• _Exercise details_
A single number is the answer: how many lines of the entries contain the word "CaseSensitivity"?

• _Saved data entries_
[Start of section]
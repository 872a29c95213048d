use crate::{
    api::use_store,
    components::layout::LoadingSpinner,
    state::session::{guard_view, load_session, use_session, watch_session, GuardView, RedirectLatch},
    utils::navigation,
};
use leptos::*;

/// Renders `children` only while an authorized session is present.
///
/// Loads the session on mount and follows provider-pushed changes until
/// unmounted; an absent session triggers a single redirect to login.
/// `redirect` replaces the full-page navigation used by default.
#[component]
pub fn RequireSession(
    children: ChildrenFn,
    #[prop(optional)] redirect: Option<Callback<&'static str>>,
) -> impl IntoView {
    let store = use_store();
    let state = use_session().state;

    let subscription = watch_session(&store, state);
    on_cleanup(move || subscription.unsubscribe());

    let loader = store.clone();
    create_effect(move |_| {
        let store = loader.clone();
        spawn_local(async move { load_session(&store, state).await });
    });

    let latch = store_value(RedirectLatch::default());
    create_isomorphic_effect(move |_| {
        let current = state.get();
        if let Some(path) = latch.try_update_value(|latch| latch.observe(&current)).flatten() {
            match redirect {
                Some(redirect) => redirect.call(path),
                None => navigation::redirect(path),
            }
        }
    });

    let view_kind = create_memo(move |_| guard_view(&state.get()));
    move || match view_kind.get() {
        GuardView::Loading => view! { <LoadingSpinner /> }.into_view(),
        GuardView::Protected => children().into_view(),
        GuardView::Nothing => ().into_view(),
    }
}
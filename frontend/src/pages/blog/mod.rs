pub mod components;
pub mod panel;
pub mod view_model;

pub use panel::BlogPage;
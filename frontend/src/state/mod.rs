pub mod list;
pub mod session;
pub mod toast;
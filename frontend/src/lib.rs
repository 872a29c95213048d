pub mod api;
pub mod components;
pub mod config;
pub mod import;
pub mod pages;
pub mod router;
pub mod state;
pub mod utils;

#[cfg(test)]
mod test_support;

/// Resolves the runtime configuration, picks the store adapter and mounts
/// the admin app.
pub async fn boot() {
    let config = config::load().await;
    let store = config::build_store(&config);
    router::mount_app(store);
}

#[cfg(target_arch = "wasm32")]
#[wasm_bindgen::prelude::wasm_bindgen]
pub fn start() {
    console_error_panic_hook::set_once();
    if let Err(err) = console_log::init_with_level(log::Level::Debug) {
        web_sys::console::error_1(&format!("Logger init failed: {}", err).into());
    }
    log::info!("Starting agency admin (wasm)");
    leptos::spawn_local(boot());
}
[End of section]
[Start of section]
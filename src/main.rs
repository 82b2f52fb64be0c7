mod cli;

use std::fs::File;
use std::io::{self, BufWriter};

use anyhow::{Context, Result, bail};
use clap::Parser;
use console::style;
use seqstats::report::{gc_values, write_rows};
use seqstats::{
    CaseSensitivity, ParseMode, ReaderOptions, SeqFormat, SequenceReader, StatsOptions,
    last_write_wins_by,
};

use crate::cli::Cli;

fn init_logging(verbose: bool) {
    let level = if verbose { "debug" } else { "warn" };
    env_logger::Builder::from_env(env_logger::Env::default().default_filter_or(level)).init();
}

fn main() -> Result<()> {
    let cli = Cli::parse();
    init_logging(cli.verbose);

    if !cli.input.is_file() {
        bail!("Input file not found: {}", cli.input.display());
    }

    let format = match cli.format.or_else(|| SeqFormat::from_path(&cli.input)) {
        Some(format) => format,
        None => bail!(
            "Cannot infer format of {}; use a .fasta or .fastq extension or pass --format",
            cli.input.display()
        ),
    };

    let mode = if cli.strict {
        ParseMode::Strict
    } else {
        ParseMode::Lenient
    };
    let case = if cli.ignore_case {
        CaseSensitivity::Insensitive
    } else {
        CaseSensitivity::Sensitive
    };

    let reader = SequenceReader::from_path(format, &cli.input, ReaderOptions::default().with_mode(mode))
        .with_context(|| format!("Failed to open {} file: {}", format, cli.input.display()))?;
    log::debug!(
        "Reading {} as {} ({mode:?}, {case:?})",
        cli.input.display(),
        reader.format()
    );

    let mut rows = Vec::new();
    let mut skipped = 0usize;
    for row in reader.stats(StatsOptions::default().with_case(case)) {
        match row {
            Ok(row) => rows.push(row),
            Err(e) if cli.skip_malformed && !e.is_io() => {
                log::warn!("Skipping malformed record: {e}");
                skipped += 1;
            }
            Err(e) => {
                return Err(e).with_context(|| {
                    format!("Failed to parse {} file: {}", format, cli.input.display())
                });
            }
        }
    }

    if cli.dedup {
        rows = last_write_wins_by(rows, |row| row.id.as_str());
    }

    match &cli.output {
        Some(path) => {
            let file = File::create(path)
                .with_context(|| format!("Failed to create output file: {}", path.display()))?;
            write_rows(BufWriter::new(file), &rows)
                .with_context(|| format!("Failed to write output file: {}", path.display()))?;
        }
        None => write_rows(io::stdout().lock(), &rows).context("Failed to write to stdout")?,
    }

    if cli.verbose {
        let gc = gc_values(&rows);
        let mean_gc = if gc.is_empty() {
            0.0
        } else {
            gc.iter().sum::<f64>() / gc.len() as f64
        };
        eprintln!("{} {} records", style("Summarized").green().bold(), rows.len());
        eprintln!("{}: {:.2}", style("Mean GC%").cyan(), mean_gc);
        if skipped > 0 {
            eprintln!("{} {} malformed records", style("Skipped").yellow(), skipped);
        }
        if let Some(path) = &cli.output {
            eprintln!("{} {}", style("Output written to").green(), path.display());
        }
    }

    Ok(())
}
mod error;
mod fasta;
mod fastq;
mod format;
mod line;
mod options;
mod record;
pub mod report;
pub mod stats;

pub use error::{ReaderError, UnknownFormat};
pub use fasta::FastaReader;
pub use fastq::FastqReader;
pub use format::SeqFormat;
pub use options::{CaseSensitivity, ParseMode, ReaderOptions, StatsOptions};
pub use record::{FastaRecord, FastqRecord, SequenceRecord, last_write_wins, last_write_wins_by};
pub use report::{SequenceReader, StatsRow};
[End of section]
[Start of section]
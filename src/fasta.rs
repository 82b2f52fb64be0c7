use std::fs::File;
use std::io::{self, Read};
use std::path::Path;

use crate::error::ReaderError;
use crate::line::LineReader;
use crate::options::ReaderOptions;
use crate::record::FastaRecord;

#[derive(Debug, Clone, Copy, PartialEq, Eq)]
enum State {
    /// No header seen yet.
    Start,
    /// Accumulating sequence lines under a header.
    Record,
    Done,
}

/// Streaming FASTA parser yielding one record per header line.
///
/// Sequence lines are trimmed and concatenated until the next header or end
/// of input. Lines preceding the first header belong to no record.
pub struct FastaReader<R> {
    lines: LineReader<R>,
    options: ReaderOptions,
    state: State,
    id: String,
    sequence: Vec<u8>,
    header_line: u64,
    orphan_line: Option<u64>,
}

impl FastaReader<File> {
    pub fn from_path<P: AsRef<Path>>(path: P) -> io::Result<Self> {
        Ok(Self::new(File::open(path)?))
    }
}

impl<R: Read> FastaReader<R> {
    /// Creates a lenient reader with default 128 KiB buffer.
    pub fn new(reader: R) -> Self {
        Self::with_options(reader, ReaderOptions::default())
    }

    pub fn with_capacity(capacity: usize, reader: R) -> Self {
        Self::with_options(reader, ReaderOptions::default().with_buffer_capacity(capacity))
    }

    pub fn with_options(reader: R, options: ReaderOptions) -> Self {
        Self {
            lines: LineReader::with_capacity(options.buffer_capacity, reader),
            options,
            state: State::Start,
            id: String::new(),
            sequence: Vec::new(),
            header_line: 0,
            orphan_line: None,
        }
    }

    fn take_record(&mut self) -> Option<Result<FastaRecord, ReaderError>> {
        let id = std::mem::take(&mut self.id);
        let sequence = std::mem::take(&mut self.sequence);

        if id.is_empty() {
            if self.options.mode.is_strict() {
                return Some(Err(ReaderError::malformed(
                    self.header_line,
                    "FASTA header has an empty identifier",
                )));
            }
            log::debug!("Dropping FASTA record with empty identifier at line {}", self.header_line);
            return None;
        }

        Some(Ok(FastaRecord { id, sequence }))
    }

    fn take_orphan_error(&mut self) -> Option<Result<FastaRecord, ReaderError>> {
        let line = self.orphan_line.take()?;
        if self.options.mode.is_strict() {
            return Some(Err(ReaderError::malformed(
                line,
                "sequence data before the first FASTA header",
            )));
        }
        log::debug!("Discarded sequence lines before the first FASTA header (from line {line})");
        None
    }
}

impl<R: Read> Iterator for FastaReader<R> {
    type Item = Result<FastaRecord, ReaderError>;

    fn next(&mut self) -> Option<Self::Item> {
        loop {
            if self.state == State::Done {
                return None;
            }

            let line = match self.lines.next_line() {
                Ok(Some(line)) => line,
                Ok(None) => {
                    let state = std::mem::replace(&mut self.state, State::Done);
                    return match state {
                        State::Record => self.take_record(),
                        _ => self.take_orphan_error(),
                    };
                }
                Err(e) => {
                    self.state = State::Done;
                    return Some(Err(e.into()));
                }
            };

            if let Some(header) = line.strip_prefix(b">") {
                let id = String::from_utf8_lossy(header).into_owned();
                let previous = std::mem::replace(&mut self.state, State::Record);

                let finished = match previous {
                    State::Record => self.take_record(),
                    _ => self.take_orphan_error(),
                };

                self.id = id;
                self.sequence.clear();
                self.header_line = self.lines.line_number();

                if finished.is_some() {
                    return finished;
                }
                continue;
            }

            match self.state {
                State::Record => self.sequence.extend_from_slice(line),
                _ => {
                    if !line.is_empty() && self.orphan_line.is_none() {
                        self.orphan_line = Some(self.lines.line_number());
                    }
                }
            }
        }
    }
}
[End of section]
• _Reply_
4